ACCESS_NOTIFICATION_POLICY This is needed to enable CalendarTrigger to set and clear Do Not Disturb mode on those versions of Android which support it: if this permission is denied, it will revert to the behaviour on earlier versions of Android which only allow it to set the ringer to vibrate or silent, and the Do Not Disturb options on the Event Start Action screen will be disabled.
READ_CONTACTS and WRITECONTACTS Normally Android grants or denies both of these permissions together. They are needed to make the Next Location feature work. CalendarTrigger only writes its own !NextEventLocation contact and does not write any other contacts (it is open source so you can check this). It may also read any other contact referred to by the @label firstname lastname_ feature described above. If these permissions are denied, the Next Location feature is not available and the checkbox for it is disabled on the debugging screen: CalendarTrigger will otherwise work normally.
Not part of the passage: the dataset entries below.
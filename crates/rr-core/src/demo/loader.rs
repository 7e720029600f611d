use super::images::dummy_image;
use image::DynamicImage;
use rr_report::{ImageLoader, LoaderError};

/// URI scheme understood by [`SyntheticLoader`].
pub const SCHEME: &str = "synthetic://";

/// Builds the `synthetic://` key for a dummy image.
pub fn synthetic_key(label: &str) -> String {
    format!("{SCHEME}{label}")
}

/// Renders error pair images in memory from `synthetic://<label>` keys.
#[derive(Debug, Default, Clone, Copy)]
pub struct SyntheticLoader;

impl SyntheticLoader {
    fn load_one(&self, key: &str) -> Result<DynamicImage, LoaderError> {
        let label = key
            .strip_prefix(SCHEME)
            .ok_or_else(|| format!("not a synthetic key: {key}"))?;
        if label.is_empty() {
            return Err("synthetic key has an empty label".into());
        }
        Ok(dummy_image(label))
    }
}

impl ImageLoader for SyntheticLoader {
    fn load_pair(
        &self,
        origin: &str,
        result: &str,
    ) -> Result<(DynamicImage, DynamicImage), LoaderError> {
        Ok((self.load_one(origin)?, self.load_one(result)?))
    }
}
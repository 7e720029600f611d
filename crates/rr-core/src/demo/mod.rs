//! Demo report with generated inputs.
//!
//! Produces everything a report needs inside one working directory:
//! a synthetic histogram as the secondary result, placeholder images for the
//! primary result and the error pairs, and a request pointing at them. Real
//! images found in an optional source directory are used instead of
//! placeholders.

pub mod images;
pub mod loader;

pub use images::{dummy_image, fake_histogram};
pub use loader::{synthetic_key, SyntheticLoader};

use rr_report::{
    ensure_images_directory, ErrorPair, ImageReference, ImageRole, ImageStore, ReportConfig,
    ReportRequest, Result,
};
use std::path::{Path, PathBuf};
use tracing::debug;

pub const DEFAULT_TITLE: &str = "出力結果";
pub const DEFAULT_EVALUATION: &str = "0.75";
pub const DEFAULT_ERROR_COUNT: usize = 5;

/// Subdirectory receiving the stored report images.
pub const IMAGES_SUBDIR: &str = "result_images";
/// Subdirectory receiving placeholder error images.
pub const DUMMY_SUBDIR: &str = "dummy";
/// HTML file name inside the working directory.
pub const OUTPUT_FILE: &str = "output.html";

/// Message shown for `count` detected error images.
pub fn default_message(count: usize) -> String {
    format!("エラー画像が{}ファイル検出されました", count)
}

#[derive(Debug, Clone)]
pub struct DemoOptions {
    /// Directory that receives the report, its images and placeholders.
    pub work_dir: PathBuf,
    /// Directory searched for `result_1.png` and `error_{origin,result}_<i>.png`.
    pub source_dir: Option<PathBuf>,
    pub error_count: usize,
    /// Resolve error pairs through [`SyntheticLoader`] instead of files.
    pub synthetic: bool,
    pub open_browser: bool,
}

impl DemoOptions {
    pub fn new(work_dir: impl Into<PathBuf>) -> Self {
        Self {
            work_dir: work_dir.into(),
            source_dir: None,
            error_count: DEFAULT_ERROR_COUNT,
            synthetic: false,
            open_browser: false,
        }
    }
}

/// Write the demo inputs and return the request that renders them.
pub fn prepare(options: &DemoOptions) -> Result<ReportRequest> {
    let work_dir = &options.work_dir;
    let images_dir = work_dir.join(IMAGES_SUBDIR);
    ensure_images_directory(&images_dir)?;

    let config = ReportConfig::default();

    // The histogram lands at its final name; storing it again rewrites it in
    // place.
    let graph_store = ImageStore::open(&images_dir, work_dir, &config)?;
    let graph = graph_store.store_decoded(&fake_histogram(), ImageRole::Result2)?;

    let result_1 = match find_source(options, "result_1.png") {
        Some(path) => ImageReference::File(path),
        None => ImageReference::Decoded(dummy_image("Result 1")),
    };

    let error_pairs = if options.synthetic {
        (0..options.error_count)
            .map(|i| {
                ErrorPair::new(
                    synthetic_key(&format!("Origin {i}")),
                    synthetic_key(&format!("Result {i}")),
                )
            })
            .collect()
    } else {
        file_error_pairs(options, &config)?
    };

    debug!(
        work_dir = %work_dir.display(),
        error_pairs = error_pairs.len(),
        synthetic = options.synthetic,
        "Prepared demo inputs"
    );

    Ok(ReportRequest::new(
        DEFAULT_TITLE,
        DEFAULT_EVALUATION,
        default_message(options.error_count),
        work_dir.join(OUTPUT_FILE),
        images_dir,
    )
    .with_result_1(result_1)
    .with_result_2(graph.path)
    .with_error_pairs(error_pairs)
    .with_open_browser(options.open_browser))
}

fn file_error_pairs(options: &DemoOptions, config: &ReportConfig) -> Result<Vec<ErrorPair>> {
    let dummy_store = ImageStore::open(
        &options.work_dir.join(DUMMY_SUBDIR),
        &options.work_dir,
        config,
    )?;
    let mut pairs = Vec::with_capacity(options.error_count);

    for i in 0..options.error_count {
        let origin =
            source_or_dummy(options, &dummy_store, ImageRole::ErrorOrigin(i), &format!("Origin {i}"))?;
        let result =
            source_or_dummy(options, &dummy_store, ImageRole::ErrorResult(i), &format!("Result {i}"))?;
        pairs.push(ErrorPair::new(
            origin.to_string_lossy(),
            result.to_string_lossy(),
        ));
    }

    Ok(pairs)
}

/// The source image stored under `role`'s name, or a fresh placeholder.
fn source_or_dummy(
    options: &DemoOptions,
    dummy_store: &ImageStore,
    role: ImageRole,
    label: &str,
) -> Result<PathBuf> {
    if let Some(path) = find_source(options, &format!("{role}.png")) {
        return Ok(path);
    }
    let stored = dummy_store.store_decoded(&dummy_image(label), role)?;
    Ok(stored.path)
}

fn find_source(options: &DemoOptions, file_name: &str) -> Option<PathBuf> {
    let dir: &Path = options.source_dir.as_deref()?;
    let path = dir.join(file_name);
    path.is_file().then_some(path)
}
READ_EXTERNAL_STORAGE and WRITE_EXTERNAL_STORAGE Normally Android grants or denies both of these permissions together. They are needed to enable CalendarTrigger to access a log file or a settings file or its database of floating time events. If you never enable logging or save settings, and do not use floating time events, they are not needed; if WRITE_EXTERNAL_STORAGE permission is denied, logging cannot be enabled, the log cannot be cycled, settings cannot be saved, and floating time events cannot be created. If READ_EXTERNAL_STORAGE permission is denied, the log cannot be shown, the log cannot be cycled, settings cannot be restored, and any previously created floating time events are ineffective. If you enable logging, you need to clear the log file from time to time, otherwise it will fill up memory. If log cycling is enabled, CalendarTrigger will periodically delete log entries more than 24 hours old.
ACCESS_FINE_LOCATION This is needed to enable CalendarTrigger to detect when the device has moved by a sufficient distance after the end of an event: if this permission is denied, the option is disabled, but CalendarTrigger will otherwise work normally.
This application is released under the GNU GPL v3 or later, do make sure you abide by the license terms when using it. Read the license terms for more details, but to make it very (too) simple: you can do everything you want with the application, as long as you provide your source code with any version you release, and release it under the same license.